Many music-making practices throughout the Caribbean are tightly connected to discourses of resistance. Such attempts to understand music always depart from a conception of music in response to hegemony, marginalization, and colonial oppression. In this colloquium, Charissa Granger wants to delink from exclusively understanding music as resistance and to create alternatives that reflect a border practice (Mignolo & Tlostanova 2006) that embraces a love-ethic (hooks 2000; 2001) that is not solely in response to the colonial matrix of power, but moves beyond it through performance and music. She seeks to analyze musical performance as the epistemology of the exteriority. Such an exploration engages with self-knowledge, self-determination, self-critique and self-possession and how this takes place in the communion generated by performing together. Granger examines steelpan music and performance as a decolonial epistemology, asking:

What would an understanding of coloniality, decoloniality and border thinking contribute to understanding steelband music and performance? How can we take into account non-textual forms of knowledge, generated by marginalized people, in the distribution of intellectual and political labor?

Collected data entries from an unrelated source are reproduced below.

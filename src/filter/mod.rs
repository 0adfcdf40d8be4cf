//! Name-based exclusion filters.
//!
//! A token whose last dot-separated segment contains an uppercase ASCII
//! letter names a single class and must match exactly; any other token is a
//! package prefix and matches every name that starts with it. Prefixes are
//! literal: `com.foo` also matches `com.foobar.X`.

use std::fmt;

use eframe::egui::Color32;

mod colorer;
mod nodes;

pub use colorer::PackageColorer;
pub use nodes::NodesFilter;

pub trait Named {
    fn name(&self) -> &str;
}

pub trait Linked {
    fn source(&self) -> &str;
    fn target(&self) -> &str;
}

#[derive(Clone, Copy, Debug, PartialEq, Eq)]
pub enum FilterKind {
    Exact,
    Prefix,
}

pub fn classify(token: &str) -> FilterKind {
    let last_segment = token.rsplit('.').next().unwrap_or(token);
    if last_segment.chars().any(|ch| ch.is_ascii_uppercase()) {
        FilterKind::Exact
    } else {
        FilterKind::Prefix
    }
}

pub fn matches(name: &str, token: &str) -> bool {
    match classify(token) {
        FilterKind::Exact => name == token,
        FilterKind::Prefix => name.starts_with(token),
    }
}

#[derive(Clone, Debug, PartialEq)]
pub struct FilterItem {
    pub token: String,
    pub background: Option<Color32>,
}

#[derive(Clone, Debug, PartialEq, Eq)]
pub enum FilterEvent {
    Added(String),
    Removed(String),
}

pub trait FilterSet {
    fn add_value(&mut self, token: &str);

    /// Removes the first stored occurrence of `token`, if any.
    fn remove_value(&mut self, token: &str);

    fn tokens(&self) -> impl Iterator<Item = &str>;

    fn render_item(&self, token: &str) -> FilterItem {
        FilterItem {
            token: token.to_owned(),
            background: None,
        }
    }
}

type Observer = Box<dyn FnMut(&FilterEvent)>;

pub struct FilterEngine<S> {
    set: S,
    observer: Option<Observer>,
}

impl<S: FilterSet> FilterEngine<S> {
    pub fn new(set: S) -> Self {
        Self {
            set,
            observer: None,
        }
    }

    /// Pre-seeds the set without notifying anyone.
    pub fn with_tokens<'a>(mut set: S, tokens: impl IntoIterator<Item = &'a str>) -> Self {
        for token in tokens {
            if !token.is_empty() {
                set.add_value(token);
            }
        }
        Self::new(set)
    }

    pub fn with_observer(mut self, observer: impl FnMut(&FilterEvent) + 'static) -> Self {
        self.observer = Some(Box::new(observer));
        self
    }

    /// Appends `token`; empty input is ignored and produces no item.
    pub fn add_filter(&mut self, token: &str) -> Option<FilterItem> {
        if token.is_empty() {
            return None;
        }

        self.set.add_value(token);
        tracing::debug!(token, "filter added");
        self.notify(FilterEvent::Added(token.to_owned()));
        Some(self.set.render_item(token))
    }

    pub fn remove_filter(&mut self, token: &str) {
        self.set.remove_value(token);
        tracing::debug!(token, "filter removed");
        self.notify(FilterEvent::Removed(token.to_owned()));
    }

    fn notify(&mut self, event: FilterEvent) {
        if let Some(observer) = self.observer.as_mut() {
            observer(&event);
        }
    }

    pub fn is_excluded(&self, name: &str) -> bool {
        self.set.tokens().any(|token| matches(name, token))
    }

    pub fn filter_entities<T: Named + Clone>(&self, entities: &[T]) -> Vec<T> {
        entities
            .iter()
            .filter(|entity| !self.is_excluded(entity.name()))
            .cloned()
            .collect()
    }

    pub fn filter_relationships<T: Linked + Clone>(&self, relationships: &[T]) -> Vec<T> {
        relationships
            .iter()
            .filter(|link| !self.is_excluded(link.source()) && !self.is_excluded(link.target()))
            .cloned()
            .collect()
    }

    pub fn items(&self) -> Vec<FilterItem> {
        self.set
            .tokens()
            .map(|token| self.set.render_item(token))
            .collect()
    }

    pub fn tokens(&self) -> Vec<String> {
        self.set.tokens().map(str::to_owned).collect()
    }

    pub fn set(&self) -> &S {
        &self.set
    }
}

impl<S: fmt::Debug> fmt::Debug for FilterEngine<S> {
    fn fmt(&self, f: &mut fmt::Formatter<'_>) -> fmt::Result {
        f.debug_struct("FilterEngine")
            .field("set", &self.set)
            .field("observed", &self.observer.is_some())
            .finish()
    }
}

#[cfg(test)]
mod tests {
    use std::cell::RefCell;
    use std::rc::Rc;

    use super::*;

    #[derive(Clone, Debug, PartialEq)]
    struct Item(&'static str);

    impl Named for Item {
        fn name(&self) -> &str {
            self.0
        }
    }

    #[derive(Clone, Debug, PartialEq)]
    struct Edge(&'static str, &'static str);

    impl Linked for Edge {
        fn source(&self) -> &str {
            self.0
        }

        fn target(&self) -> &str {
            self.1
        }
    }

    const NAMES: [&str; 8] = [
        "com.foo.Bar",
        "com.foobar.X",
        "com.foo",
        "IShape",
        "Shape",
        "org.a.B.Inner",
        "",
        "com.Foo.bar",
    ];

    #[test]
    fn classification_looks_at_the_last_segment_only() {
        assert_eq!(classify("IShape"), FilterKind::Exact);
        assert_eq!(classify("com.foo.Bar"), FilterKind::Exact);
        assert_eq!(classify("com.Foo.bar"), FilterKind::Prefix);
        assert_eq!(classify("com.foo"), FilterKind::Prefix);
        assert_eq!(classify("com.foo."), FilterKind::Prefix);
        assert_eq!(classify("com.foo.É"), FilterKind::Prefix);
    }

    #[test]
    fn matching_is_equality_or_literal_prefix() {
        let tokens = ["IShape", "com.foo", "com.foo.Bar", "com.Foo.bar", "com", ""];
        for token in tokens {
            for name in NAMES {
                let expected = match classify(token) {
                    FilterKind::Exact => name == token,
                    FilterKind::Prefix => name.starts_with(token),
                };
                assert_eq!(matches(name, token), expected, "{name} vs {token}");
            }
        }
        assert!(matches("com.foobar.X", "com.foo"));
    }

    #[test]
    fn exclusion_is_monotonic_in_the_token_set() {
        let mut engine = FilterEngine::new(NodesFilter::default());
        let mut previous = NAMES.map(|name| engine.is_excluded(name));

        for token in ["com.foo", "IShape", "org"] {
            engine.add_filter(token);
            let current = NAMES.map(|name| engine.is_excluded(name));
            for (before, after) in previous.iter().zip(current.iter()) {
                assert!(!before || *after);
            }
            previous = current;
        }

        for token in ["IShape", "com.foo", "org"] {
            engine.remove_filter(token);
            let current = NAMES.map(|name| engine.is_excluded(name));
            for (before, after) in previous.iter().zip(current.iter()) {
                assert!(*before || !after);
            }
            previous = current;
        }
        assert!(previous.iter().all(|excluded| !excluded));
    }

    #[test]
    fn links_need_both_endpoints_to_survive() {
        let engine = FilterEngine::with_tokens(NodesFilter::default(), ["IShape"]);
        let kept = engine.filter_relationships(&[
            Edge("Shape", "IShape"),
            Edge("Shape", "Circle"),
            Edge("IShape", "Circle"),
        ]);
        assert_eq!(kept, vec![Edge("Shape", "Circle")]);

        let entities = engine.filter_entities(&[Item("Shape"), Item("IShape")]);
        assert_eq!(entities, vec![Item("Shape")]);
    }

    #[test]
    fn empty_tokens_are_ignored_and_missing_removals_are_harmless() {
        let events = Rc::new(RefCell::new(Vec::new()));
        let sink = Rc::clone(&events);
        let mut engine = FilterEngine::new(NodesFilter::default())
            .with_observer(move |event| sink.borrow_mut().push(event.clone()));

        assert_eq!(engine.add_filter(""), None);
        assert!(engine.tokens().is_empty());

        engine.add_filter("com");
        engine.add_filter("com");
        engine.remove_filter("org");
        assert_eq!(engine.tokens(), vec!["com", "com"]);

        engine.remove_filter("com");
        assert_eq!(engine.tokens(), vec!["com"]);
        assert_eq!(
            *events.borrow(),
            vec![
                FilterEvent::Added("com".to_owned()),
                FilterEvent::Added("com".to_owned()),
                FilterEvent::Removed("org".to_owned()),
                FilterEvent::Removed("com".to_owned()),
            ]
        );
    }

    #[test]
    fn added_filter_yields_a_plain_list_item() {
        let mut engine = FilterEngine::new(NodesFilter::default());
        let item = engine.add_filter("com.a").expect("non-empty token");
        assert_eq!(item.token, "com.a");
        assert_eq!(item.background, None);
        assert_eq!(engine.items(), vec![item]);
    }
}
use std::collections::HashSet;
use std::sync::Arc;
use std::time::Duration;

use eframe::egui::{self, Context};

mod canvas;
mod layout;
mod render;
mod render_utils;
mod session;
mod ui;

pub(crate) use layout::LayoutConfig;
pub(crate) use session::SessionConfig;

use render_utils::ViewTransform;
use session::{Command, DisplayPhase, Session};

const LOAD_POLL_INTERVAL: Duration = Duration::from_millis(50);

pub struct SymfinderApp {
    session: Session,
    view: ViewTransform,
    filter_input: String,
    color_input: String,
    search: String,
    search_match_cache: Option<SearchMatchCache>,
    hovered: Option<String>,
}

struct SearchMatchCache {
    query: String,
    render_revision: u64,
    matches: Arc<HashSet<usize>>,
}

impl SymfinderApp {
    pub(crate) fn new(_cc: &eframe::CreationContext<'_>, config: SessionConfig) -> Self {
        let mut session = Session::new(config);
        session.display();

        Self {
            session,
            view: ViewTransform::default(),
            filter_input: String::new(),
            color_input: String::new(),
            search: String::new(),
            search_match_cache: None,
            hovered: None,
        }
    }

    fn draw_loading(ui: &mut egui::Ui, graph: &str) {
        ui.vertical_centered(|ui| {
            ui.add_space(120.0);
            ui.heading(format!("Loading {graph}..."));
            ui.add_space(8.0);
            ui.spinner();
        });
    }

    fn draw_failure(&self, ui: &mut egui::Ui, message: &str) {
        ui.heading("Failed to display the graph");
        ui.add_space(6.0);
        ui.label(message);
        ui.add_space(10.0);
        if ui.button("Retry").clicked() {
            self.session.send(Command::Reload);
        }
    }
}

impl eframe::App for SymfinderApp {
    fn update(&mut self, ctx: &Context, _frame: &mut eframe::Frame) {
        self.session.process_commands();
        self.session.poll_load();
        if self.session.is_loading() {
            ctx.request_repaint_after(LOAD_POLL_INTERVAL);
        }

        self.draw_top_bar(ctx);

        egui::SidePanel::left("controls")
            .resizable(true)
            .default_width(300.0)
            .show(ctx, |ui| self.draw_controls(ui));

        egui::SidePanel::right("details")
            .resizable(true)
            .default_width(300.0)
            .show(ctx, |ui| self.draw_details(ui));

        egui::CentralPanel::default()
            .frame(egui::Frame::NONE)
            .show(ctx, |ui| match self.session.phase().clone() {
                DisplayPhase::Failed(message) => {
                    egui::Frame::central_panel(ui.style()).show(ui, |ui| {
                        self.draw_failure(ui, &message);
                    });
                }
                _ if self.session.render().is_empty() && self.session.is_loading() => {
                    let graph = self.session.sources().graph.display().to_string();
                    Self::draw_loading(ui, &graph);
                }
                _ => self.draw_graph(ui),
            });

        if self.session.process_commands() {
            ctx.request_repaint();
        }
    }
}
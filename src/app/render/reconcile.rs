use std::collections::{HashMap, HashSet};
use std::hash::Hash;

pub(crate) trait Keyed {
    type Key: Clone + Eq + Hash;

    fn key(&self) -> &Self::Key;
}

#[derive(Clone, Debug, PartialEq, Eq)]
pub(crate) struct Delta<K> {
    pub(crate) entered: Vec<K>,
    pub(crate) exited: Vec<K>,
    pub(crate) kept: usize,
}

impl<K> Default for Delta<K> {
    fn default() -> Self {
        Self {
            entered: Vec::new(),
            exited: Vec::new(),
            kept: 0,
        }
    }
}

/// Synchronizes `bound` with `incoming` by key.
///
/// Elements whose key disappeared are dropped, new keys get an element from
/// `enter`, and surviving elements are handed to `update` without being
/// recreated. The result follows the order of `incoming`; repeated keys in
/// `incoming` bind only their first occurrence.
pub(crate) fn reconcile<D, E: Keyed>(
    bound: &mut Vec<E>,
    incoming: &[D],
    data_key: impl Fn(&D) -> E::Key,
    mut enter: impl FnMut(&D) -> E,
    mut update: impl FnMut(&mut E, &D),
) -> Delta<E::Key> {
    let mut previous = bound
        .drain(..)
        .map(|element| (element.key().clone(), element))
        .collect::<HashMap<_, _>>();

    let mut delta = Delta::default();
    let mut seen = HashSet::with_capacity(incoming.len());
    let mut merged = Vec::with_capacity(incoming.len());

    for datum in incoming {
        let key = data_key(datum);
        if !seen.insert(key.clone()) {
            continue;
        }

        match previous.remove(&key) {
            Some(mut element) => {
                update(&mut element, datum);
                delta.kept += 1;
                merged.push(element);
            }
            None => {
                merged.push(enter(datum));
                delta.entered.push(key);
            }
        }
    }

    delta.exited = previous.into_keys().collect();
    *bound = merged;
    delta
}
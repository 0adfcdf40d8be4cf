use eframe::egui::{Vec2, vec2};

use super::Body;
use super::quadtree::{Cell, QuadTree};

const MIN_DISTANCE_SQ: f32 = 1.0;

/// Stand-in direction for coincident points, stable per index pair.
fn jiggle(from: usize, to: usize) -> Vec2 {
    let angle = ((from as f32) * 0.618_034 + (to as f32) * 0.414_214) * std::f32::consts::TAU;
    vec2(angle.cos(), angle.sin()) * 1e-3
}

pub(super) struct LinkWeights {
    strength: Vec<f32>,
    bias: Vec<f32>,
}

impl LinkWeights {
    pub(super) fn new(body_count: usize, links: &[(usize, usize)]) -> Self {
        let mut degree = vec![0u32; body_count];
        for &(source, target) in links {
            degree[source] += 1;
            degree[target] += 1;
        }

        let strength = links
            .iter()
            .map(|&(source, target)| 1.0 / degree[source].min(degree[target]).max(1) as f32)
            .collect();
        let bias = links
            .iter()
            .map(|&(source, target)| {
                degree[source] as f32 / (degree[source] + degree[target]).max(1) as f32
            })
            .collect();

        Self { strength, bias }
    }
}

pub(super) fn apply_links(
    bodies: &mut [Body],
    links: &[(usize, usize)],
    weights: &LinkWeights,
    distance: f32,
    alpha: f32,
) {
    for (link_index, &(source, target)) in links.iter().enumerate() {
        if source == target {
            continue;
        }

        let mut delta = (bodies[target].position + bodies[target].velocity)
            - (bodies[source].position + bodies[source].velocity);
        if delta.length_sq() == 0.0 {
            delta = jiggle(source, target);
        }
        let length = delta.length();
        let stretch = (length - distance) / length * alpha * weights.strength[link_index];
        let correction = delta * stretch;
        let bias = weights.bias[link_index];

        bodies[target].velocity -= correction * bias;
        bodies[source].velocity += correction * (1.0 - bias);
    }
}

/// Many-body charge; negative strength pushes bodies apart.
pub(super) fn apply_charge(
    bodies: &mut [Body],
    positions: &[Vec2],
    strength: f32,
    theta: f32,
    alpha: f32,
) {
    if strength == 0.0 {
        return;
    }
    let Some(tree) = QuadTree::build(positions) else {
        return;
    };

    let charge = Charge {
        tree: &tree,
        positions,
        strength,
        theta_sq: theta * theta,
    };
    for (index, body) in bodies.iter_mut().enumerate() {
        body.velocity += charge.impulse_on(index, tree.root()) * alpha;
    }
}

struct Charge<'a> {
    tree: &'a QuadTree,
    positions: &'a [Vec2],
    strength: f32,
    theta_sq: f32,
}

impl Charge<'_> {
    fn impulse_on(&self, index: usize, cell: &Cell) -> Vec2 {
        let point = self.positions[index];

        if cell.is_leaf() {
            return self
                .tree
                .bodies(cell)
                .iter()
                .filter(|&&other| other != index)
                .map(|&other| {
                    let mut delta = self.positions[other] - point;
                    if delta.length_sq() == 0.0 {
                        delta = jiggle(index, other);
                    }
                    delta * (self.strength / softened(delta.length_sq()))
                })
                .fold(Vec2::ZERO, |sum, impulse| sum + impulse);
        }

        let delta = cell.centroid - point;
        let distance_sq = delta.length_sq();
        if cell.size * cell.size / self.theta_sq < distance_sq {
            return delta * (self.strength * cell.mass / softened(distance_sq));
        }

        self.tree
            .children(cell)
            .map(|child| self.impulse_on(index, child))
            .fold(Vec2::ZERO, |sum, impulse| sum + impulse)
    }
}

fn softened(distance_sq: f32) -> f32 {
    if distance_sq < MIN_DISTANCE_SQ {
        (MIN_DISTANCE_SQ * distance_sq).sqrt()
    } else {
        distance_sq
    }
}

pub(super) fn apply_center(bodies: &mut [Body], center: Vec2, strength: f32) {
    if bodies.is_empty() {
        return;
    }

    let mean = bodies
        .iter()
        .fold(Vec2::ZERO, |sum, body| sum + body.position)
        / bodies.len() as f32;
    let shift = (mean - center) * strength;
    for body in bodies {
        body.position -= shift;
    }
}
mod load;
mod model;
mod parse;
pub mod style;

pub use load::{DocumentSources, LoadedDocuments, load_documents};
pub use model::{Entity, GraphData, GraphError, GraphModel, Relationship, TypeTag};
pub use parse::{RawEntity, RawGraph, RawLink, Statistics};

Considering steelband as a decolonial practice and thereby examining the epistemology of the exterior necessarily entails understanding the creation of strategies in music not to simply respond to the colonial matrix of power, but to disengage from it, particularly through recomposing/arranging music.

Charissa Granger is a Marie SkÅ‚odowska-Curie Postdoc LEaDing Fellow at Erasmus University Rotterdam, Netherlands. Charissa’s research foci are on how Caribbean and Afro-diaspora music-making practices generate knowledge, concentrating on music’s relationship to postcolonial and decolonial experiences.